Exercise #3: Agree on the next check-in point.
Effective leaders monitor progress without micromanaging. You accomplish this by giving people the freedom to run with their projects as they see fit while establishing regular check-in points and milestones to ensure that the projects are on the right track. Practice the following exercise to make this a habit: After discussing the details of someone’s assignment, agree on the next check-in point by asking, “When should we check in on your progress and what deliverables should we expect to review at that point?” For example, you could agree to check in after two weeks and review the first draft of the presentation slides.
Exercise #4: Coach through roadblocks.
Coaching people through roadblocks doesn’t mean giving advice or solving their problems for them; it means helping them to find their own solutions to the challenges they face. Use this exercise to practice asking questions instead of telling people how to solve their problems: After someone comes to you with a problem or issue, ask questions instead of offering solutions and advice by saying, “What makes this a problem and what have you already tried?”

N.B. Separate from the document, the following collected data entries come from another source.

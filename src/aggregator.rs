//! Risk aggregation and alert suppression.
//!
//! Detector signals carry heterogeneous evidence; the aggregator maps them
//! onto one severity scale with a per-kind weight table, buckets the result
//! into an alert level, and gates outward emission behind a per
//! (account, kind) cooldown. The evaluation result is always returned for
//! audit; `suppressed` only gates notification.

use chrono::{DateTime, Duration, Utc};
use dashmap::mapref::entry::Entry;
use dashmap::DashMap;
use serde::{Deserialize, Serialize};
use tracing::debug;
use uuid::Uuid;

use crate::config::DetectionConfig;
use crate::{AlertRecord, AnomalySignal, SignalKind};

/// Discrete alert bucket derived from the aggregate severity.
#[derive(Debug, Clone, Copy, PartialEq, Eq, PartialOrd, Ord, Serialize, Deserialize)]
#[serde(rename_all = "snake_case")]
pub enum AlertLevel {
    None,
    Low,
    Medium,
    High,
    Critical,
}

impl AlertLevel {
    pub fn from_score(score: f64) -> Self {
        if score >= 0.8 {
            AlertLevel::Critical
        } else if score >= 0.6 {
            AlertLevel::High
        } else if score >= 0.4 {
            AlertLevel::Medium
        } else if score > 0.0 {
            AlertLevel::Low
        } else {
            AlertLevel::None
        }
    }

    pub fn tag(&self) -> &'static str {
        match self {
            AlertLevel::None => "none",
            AlertLevel::Low => "low",
            AlertLevel::Medium => "medium",
            AlertLevel::High => "high",
            AlertLevel::Critical => "critical",
        }
    }
}

impl std::fmt::Display for AlertLevel {
    fn fmt(&self, f: &mut std::fmt::Formatter<'_>) -> std::fmt::Result {
        f.write_str(self.tag())
    }
}

/// Concurrency-safe keyed store of last emission times.
///
/// Injected into the aggregator rather than process-global so tests can
/// construct a fresh store per run. The entry API gives atomic
/// check-and-set per key; two concurrent evaluations for the same
/// (account, kind) cannot both acquire within the cooldown window.
#[derive(Debug, Default)]
pub struct CooldownStore {
    last_emission: DashMap<(Uuid, SignalKind), DateTime<Utc>>,
}

impl CooldownStore {
    pub fn new() -> Self {
        Self::default()
    }

    /// Returns true and records `now` iff no emission for this key happened
    /// within the cooldown window.
    pub fn try_acquire(
        &self,
        account_id: Uuid,
        kind: SignalKind,
        now: DateTime<Utc>,
        cooldown: Duration,
    ) -> bool {
        match self.last_emission.entry((account_id, kind)) {
            Entry::Occupied(mut entry) => {
                if now - *entry.get() < cooldown {
                    false
                } else {
                    *entry.get_mut() = now;
                    true
                }
            }
            Entry::Vacant(entry) => {
                entry.insert(now);
                true
            }
        }
    }

    /// Drop entries older than the cooldown window (TTL housekeeping for
    /// long-running sweeps).
    pub fn purge_expired(&self, now: DateTime<Utc>, cooldown: Duration) {
        self.last_emission.retain(|_, last| now - *last < cooldown);
    }

    pub fn len(&self) -> usize {
        self.last_emission.len()
    }

    pub fn is_empty(&self) -> bool {
        self.last_emission.is_empty()
    }
}

/// Combine detector signals into one [`AlertRecord`].
///
/// Deterministic policy: weighted aggregate, level bucketing, then cooldown
/// suppression keyed by the dominant signal kind. The cooldown store is only
/// touched when the aggregate clears the alert threshold.
pub fn aggregate(
    account_id: Uuid,
    now: DateTime<Utc>,
    signals: Vec<AnomalySignal>,
    config: &DetectionConfig,
    cooldowns: &CooldownStore,
) -> AlertRecord {
    let mut weighted_sum = 0.0;
    let mut weight_sum = 0.0;
    let mut dominant: Option<(SignalKind, f64)> = None;

    for signal in &signals {
        let weight = config.weight_for(signal.kind, &signal.reason);
        let contribution = signal.severity * weight;
        weighted_sum += contribution;
        weight_sum += weight;
        // Ties keep the earlier signal, preserving fixed detector order.
        if dominant.map(|(_, best)| contribution > best).unwrap_or(true) {
            dominant = Some((signal.kind, contribution));
        }
    }

    let aggregate_severity = if weight_sum > 0.0 {
        (weighted_sum / weight_sum).clamp(0.0, 1.0)
    } else {
        0.0
    };
    let level = AlertLevel::from_score(aggregate_severity);
    let dominant_kind = dominant.map(|(kind, _)| kind);

    let suppressed = if aggregate_severity >= config.alert_threshold {
        let kind = dominant_kind.unwrap_or(SignalKind::Amount);
        let cooldown = Duration::seconds((config.cooldown_hours * 3600.0) as i64);
        let acquired = cooldowns.try_acquire(account_id, kind, now, cooldown);
        if !acquired {
            debug!(%account_id, kind = %kind, "alert suppressed by cooldown");
        }
        !acquired
    } else {
        true
    };

    let dedup_key = format!(
        "{}:{}",
        account_id,
        dominant_kind.map(|k| k.tag()).unwrap_or("none")
    );

    AlertRecord {
        account_id,
        timestamp: now,
        aggregate_severity,
        level,
        signals,
        dominant_kind,
        suppressed,
        dedup_key,
        summary: String::new(),
    }
}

At work, empowering others will help you to boost innovation on your team, increase employee retention and engagement, and build a high-performance culture. Effective leaders improve products, services, and operations by creating space for creativity, which means giving people room to experiment with ideas and appropriate freedom to make decisions for themselves. When employees are empowered, they feel a positive connection with their team and the organization as a whole, and they achieve superior results.